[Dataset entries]
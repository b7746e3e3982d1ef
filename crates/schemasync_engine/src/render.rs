//! Plain-text rendering of migrations.
//!
//! Entries are rendered in the order the service listed them.

use schemasync_protocol::{Migration, StartedFrom};
use std::fmt::Write;

const INDENT: &str = "  ";

/// Renders the diff of a migration, one change per line.
///
/// ```text
/// CREATE table users
/// DELETE table drafts
/// RENAME table post TO posts
/// Table [posts]:
///   ADD column slug
///   DELETE column body
///   MODIFY column title
/// ```
pub fn render_migration(migration: &Migration) -> String {
    let mut out = String::new();

    for table in migration.new_tables.iter().flat_map(|t| t.keys()) {
        let _ = writeln!(out, "CREATE table {}", table);
    }
    for table in migration.removed_tables.iter().flatten() {
        let _ = writeln!(out, "DELETE table {}", table);
    }
    for rename in migration.renamed_tables.iter().flatten() {
        let _ = writeln!(out, "RENAME table {} TO {}", rename.old_name, rename.new_name);
    }

    for (table, changes) in migration.table_migrations.iter().flatten() {
        let _ = writeln!(out, "Table [{}]:", table);
        for column in changes.new_columns.iter().flat_map(|c| c.keys()) {
            let _ = writeln!(out, "{}ADD column {}", INDENT, column);
        }
        for column in changes.removed_columns.iter().flatten() {
            let _ = writeln!(out, "{}DELETE column {}", INDENT, column);
        }
        // Only the previous name is shown.
        for column in changes.modified_columns.iter().flatten() {
            let _ = writeln!(out, "{}MODIFY column {}", INDENT, column.old.name);
        }
    }

    out
}

/// Renders a migration history entry: its metadata followed by its diff.
pub fn render_history_entry(migration: &Migration) -> String {
    let mut out = String::new();

    if let Some(title) = &migration.title {
        let _ = writeln!(
            out,
            "* {} [status: {}]",
            title,
            migration.status.as_deref().unwrap_or_default()
        );
    }
    if let Some(id) = &migration.id {
        let _ = writeln!(out, "ID: {}", id);
    }
    if let Some(sha) = &migration.last_git_revision {
        let _ = write!(out, "git commit sha1: {}", sha);
        if migration.local_changes {
            out.push_str(" + local changes");
        }
        out.push('\n');
    }
    if let Some(at) = &migration.created_at {
        let _ = writeln!(out, "Date: {}", at.format("%Y-%m-%d %H:%M:%S %Z"));
    }

    out.push_str(&render_migration(migration));
    out
}

/// Renders the fork marker printed after a branch's own migrations.
pub fn render_origin(origin: &StartedFrom) -> String {
    format!(
        "➜ created by copying schema from branch [{} @ {}]\n",
        origin.branch_name, origin.migration_id
    )
}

#### ASSIGNMENT
Go through the records and pull out each line that includes the word "INDENT".

#### EXERCISE RESPONSE
const INDENT: &str = "  ";
            let _ = writeln!(out, "{}ADD column {}", INDENT, column);
            let _ = writeln!(out, "{}DELETE column {}", INDENT, column);
            let _ = writeln!(out, "{}MODIFY column {}", INDENT, column.old.name);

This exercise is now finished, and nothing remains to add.